Le paroxysme de l’infidélité est atteint par Maître d’hôtel, avec les femmes qui le côtoient :
Ma Mireille, Soukali, Cécile, Madame Berger. Cette infidélité fait de la femme un objet de
plaisir pour l’homme et donne à l’œuvre un caractère pornographique.
5- L’ANIMISME = croyance aux fétichismes, à des forces occultes
C’est une forme de religion ou de croyance attribuant une âme aux animaux, aux
phénomènes et aux objets naturels. C’est aussi la croyance aux forces maléfiques et aux
fétiches. Ce thème est omniprésent dans Le Pleurer-Rire. Le président bwakamabé est très
acquis à l’animisme. Nous le constatons aux pages 46, 47, 48 et 49 ou les anciens de sa tribu
lui donnent le pouvoir « Litassa » lors de la cérémonie traditionnelle de prestation de serment.
A la page 134, il choisit sa date de naissance « sous le signe de lion » suivant l’astrologie
chinoise. C’est ce qui explique sa queue de lion qu’il exhibe à chaque cérémonie et qui devient
par conséquent le symbole du pouvoir. Ses conseillers les plus écoutés sont clairvoyants qui
participent même à la prise des grandes décisions. C’est ainsi que le premier remaniement
ministériel est fait sur conseils du clairvoyant le plus écouté du pays (p 75 75). La croyance aux
fétiches justifie la création du ministère des affaires coutumières. Il organise une conférence
internationale pour trouver la cachette du colonel Haraka. Il disparaît mystérieusement à la
fusillade de la « Garden Party » grâce au Litassa, semble-t-il (p 142-152).
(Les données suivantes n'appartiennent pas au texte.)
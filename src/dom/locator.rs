use serde::{Deserialize, Serialize};
use std::fmt;
use std::time::Duration;

/// How a locator value is interpreted
#[derive(Debug, Clone, Copy, Serialize, Deserialize, PartialEq, Eq, Hash)]
#[serde(rename_all = "snake_case")]
pub enum LocatorKind {
    /// CSS selector, evaluated with `querySelectorAll`
    Css,
    /// XPath expression, evaluated relative to the scope
    #[serde(rename = "xpath")]
    XPath,
    /// Innermost element whose text contains the value
    Text,
    /// Innermost element whose trimmed text equals the value
    ExactText,
}

impl LocatorKind {
    pub fn as_str(&self) -> &'static str {
        match self {
            LocatorKind::Css => "css",
            LocatorKind::XPath => "xpath",
            LocatorKind::Text => "text",
            LocatorKind::ExactText => "exact_text",
        }
    }
}

/// Opaque reference to a node on the live page.
///
/// The id is only meaningful to the [`Page`](crate::dom::Page) that produced it.
#[derive(Debug, Clone, Copy, Serialize, Deserialize, PartialEq, Eq, Hash)]
pub struct ElementHandle(pub u64);

/// Where a locator is evaluated
#[derive(Debug, Clone, Copy, PartialEq, Eq)]
pub enum Scope {
    /// The top-level document of the page
    Page,
    /// Descendants of an element (an `iframe` scope searches its content document)
    Element(ElementHandle),
}

impl From<ElementHandle> for Scope {
    fn from(handle: ElementHandle) -> Self {
        Scope::Element(handle)
    }
}

/// One strategy in a fallback chain
#[derive(Debug, Clone, Serialize, Deserialize, PartialEq)]
pub struct Locator {
    pub kind: LocatorKind,

    pub value: String,

    /// How long to keep polling before this strategy counts as a miss
    #[serde(default = "default_timeout_ms")]
    pub timeout_ms: u64,

    /// Only accept matches whose visible text contains this
    #[serde(default, skip_serializing_if = "Option::is_none")]
    pub text: Option<String>,
}

fn default_timeout_ms() -> u64 {
    2000
}

impl Locator {
    pub fn new(kind: LocatorKind, value: impl Into<String>) -> Self {
        Self {
            kind,
            value: value.into(),
            timeout_ms: default_timeout_ms(),
            text: None,
        }
    }

    pub fn css(value: impl Into<String>) -> Self {
        Self::new(LocatorKind::Css, value)
    }

    pub fn xpath(value: impl Into<String>) -> Self {
        Self::new(LocatorKind::XPath, value)
    }

    pub fn text(value: impl Into<String>) -> Self {
        Self::new(LocatorKind::Text, value)
    }

    pub fn exact_text(value: impl Into<String>) -> Self {
        Self::new(LocatorKind::ExactText, value)
    }

    /// Builder method: set the polling timeout in milliseconds
    pub fn timeout_ms(mut self, timeout_ms: u64) -> Self {
        self.timeout_ms = timeout_ms;
        self
    }

    /// Builder method: require the match's text to contain `text`
    pub fn containing(mut self, text: impl Into<String>) -> Self {
        self.text = Some(text.into());
        self
    }

    pub fn timeout(&self) -> Duration {
        Duration::from_millis(self.timeout_ms)
    }
}

impl fmt::Display for Locator {
    fn fmt(&self, f: &mut fmt::Formatter<'_>) -> fmt::Result {
        write!(f, "{}:{}", self.kind.as_str(), self.value)?;
        if let Some(text) = &self.text {
            write!(f, " (text contains {:?})", text)?;
        }
        Ok(())
    }
}

#[cfg(test)]
mod tests {
    use super::*;

    #[test]
    fn test_locator_builder() {
        let loc = Locator::css("button[data-testid=\"uicl-button\"]")
            .timeout_ms(300)
            .containing("Send Proposal");

        assert_eq!(loc.kind, LocatorKind::Css);
        assert_eq!(loc.timeout(), Duration::from_millis(300));
        assert_eq!(loc.text.as_deref(), Some("Send Proposal"));
        assert_eq!(
            loc.to_string(),
            "css:button[data-testid=\"uicl-button\"] (text contains \"Send Proposal\")"
        );
    }

    #[test]
    fn test_locator_deserialize_defaults() {
        let loc: Locator = serde_json::from_value(serde_json::json!({
            "kind": "xpath",
            "value": ".//li[@role='option']"
        }))
        .unwrap();

        assert_eq!(loc.kind, LocatorKind::XPath);
        assert_eq!(loc.timeout_ms, 2000);
        assert!(loc.text.is_none());
    }
}
#[cfg(test)]
mod tests {
    use super::*;

    #[test]
    fn test_css_subset() {
        let page = MemoryPage::new();
        let body = page.body();
        let row = page.append(body, NodeSpec::new("div").class("row selected-tab"));
        let btn = page.append(row, NodeSpec::new("button").attr("data-testid", "uicl-button").text("Send Proposal"));
        page.append(body, NodeSpec::new("span").class("please-select"));

        let find = |css: &str| page.query(&Scope::Page, LocatorKind::Css, css).unwrap();
        assert_eq!(find("button[data-testid=\"uicl-button\"]"), vec![btn]);
        assert_eq!(find("div.row button"), vec![btn]);
        assert_eq!(find("[class*=\"select\"]").len(), 2);
        assert_eq!(find("a, span.please-select").len(), 1);
        assert!(page.query(&Scope::Page, LocatorKind::XPath, "//button").is_err());
    }

    #[test]
    fn test_text_locator_prefers_innermost() {
        let page = MemoryPage::new();
        let body = page.body();
        let button = page.append(body, NodeSpec::new("button"));
        let label = page.append(button, NodeSpec::new("span").text("I understand"));

        let found = page.query(&Scope::Page, LocatorKind::Text, "understand").unwrap();
        assert_eq!(found, vec![label]);
        assert_eq!(page.text(&button).unwrap(), "I understand");
        assert_eq!(page.parent(&label).unwrap(), Some(button));
        assert_eq!(page.parent(&body).unwrap(), None);
    }

    #[test]
    fn test_frames_are_separate_documents() {
        let page = MemoryPage::new();
        let frame = page.append(page.body(), NodeSpec::new("iframe"));
        let inner = page.append(frame, NodeSpec::new("textarea"));

        assert!(page.query(&Scope::Page, LocatorKind::Css, "textarea").unwrap().is_empty());
        assert_eq!(page.query(&Scope::Element(frame), LocatorKind::Css, "textarea").unwrap(), vec![inner]);
    }

    #[test]
    fn test_hooks_and_stale_handles() {
        let page = MemoryPage::new();
        let btn = page.append(page.body(), NodeSpec::new("button").class("open"));
        page.on_click("button.open", |dom, clicked| {
            let body = dom.body();
            dom.append(body, NodeSpec::new("div").class("modal"));
            dom.remove(clicked);
        });

        page.click(&btn, true).unwrap();
        assert_eq!(page.query(&Scope::Page, LocatorKind::Css, "div.modal").unwrap().len(), 1);
        assert!(matches!(page.text(&btn), Err(BrowserError::StaleElement(_))));
    }

    #[test]
    fn test_disconnect_and_provider() {
        let page = MemoryPage::new();
        let provider = MemoryProvider::new(page.clone());
        page.disconnect();
        assert!(page.scroll_page(500).unwrap_err().is_transient());

        provider.refuse_connections(true);
        assert!(provider.connect().is_err());
        provider.refuse_connections(false);
        let handle = provider.connect().unwrap();
        assert_eq!(handle, 2);
        assert!(provider.active_page(&handle).unwrap().scroll_page(500).is_ok());
    }
}
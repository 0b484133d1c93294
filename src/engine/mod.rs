//! The automation engine
//!
//! [`AutomationEngine`] owns the main loop. It pulls work from the
//! [`ButtonScanner`], clicks each eligible control, hands the modal to
//! [`ModalWorkflow`], and scrolls for more once a batch is done. Transient
//! failures are counted by the [`ConnectionSupervisor`], which replaces the
//! [`Session`] when they pile up.

pub mod run;
pub mod scanner;
pub mod session;
pub mod supervisor;
pub mod terms;
pub mod workflow;

pub use run::{AutomationEngine, CancelFlag, RunReport, RunState, RunStatus};
pub use scanner::{ButtonScanner, ScanResult};
pub use session::{Session, SessionProvider};
pub use supervisor::{ConnectionSupervisor, ReconnectFailed, ReconnectPolicy};
pub use terms::{AmbiguityPolicy, Disambiguator, PreferExact, RejectAmbiguous, TermMatch};
pub use workflow::{ItemError, ModalReport, ModalWorkflow, Step, WorkflowContext};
Les pratiques animistes concernent aussi d’autres personnages. Maître consulte aux cauris
si madame berger reviendra. Son épouse Elengui consulte un clairvoyant suite au mauvais rêve
fait par son mari et à la faiblesse sexuelle de ce dernier. Pour renverser Bwakamabé, le capitaine
Yabaka, aurait consulté un clairvoyant.
6- LA CONFISCATION DE LA PRESSE
La presse locale est à la solde du pouvoir à travers l’éditorialiste Aziz Sonika qui fait le culte
de la personnalité du président de la république. La radio et la télévision font des éloges du
pouvoir en diffusant des extraits de meeting de coup d’Etat manqué du colonel Haraka. La
presse locale use de mensonge. La presse étrangère, notamment « Gavroche » subit la censure
du pouvoir et le peuple se nourrit de la rumeur.
7- LA MEGESTION
C’est la mauvaise gestion des affaires politiques. Dès la page 28, nous constatons que les
femmes et les enfants du président sont à la charge de l’Etat. Au mépris du ministre des finances,
Tonton fait construire le complexe de 21 villas (p 80). Le trésorier doit voyager à l’étranger
avec tout l’argent du pays (p 70). Pour les préparatifs de ces voyages, il fait venir de Paris un
couturier et une coiffeuse à la charge de l’Etat (p 68). Les promesses faites au peuple ne sont
pas tenues (p 212). Il jette des billets à la foule lors de son voyage à Libotama (p 213). Les
caisses du trésor sont vides et Tonton publie un décret rationalisant les salaires des
fonctionnaires. Il se fait payer en priorité (p 234). Pour bénéficier de l’aide financière, il signe
des accords avec les pays arabes peu fréquentables et se convertit à l’Islam (p 234).
CONCLUSION
Comme on a pu le constater à travers ces quelques indices ou thèmes, Le Pleurer-Rire est une
œuvre engagée, engagement pouvant se comprendre au travers de la dénonciation des maux
réels qui minent l’Afrique. Henri Lopes fait un véritable réquisitoire contre les dictateurs qui
font pleurer le peuple par leur sadisme et le fait rire par leurs gestes frisant le burlesque. Cette
œuvre devient alors un document nous renseignant sur la dictature des guides providentiels, des
coups d’Etat militaires qui ont plongé l’Afrique dans un engrenage inextricable autour des
années 70. Par ses thèmes et quelques personnages.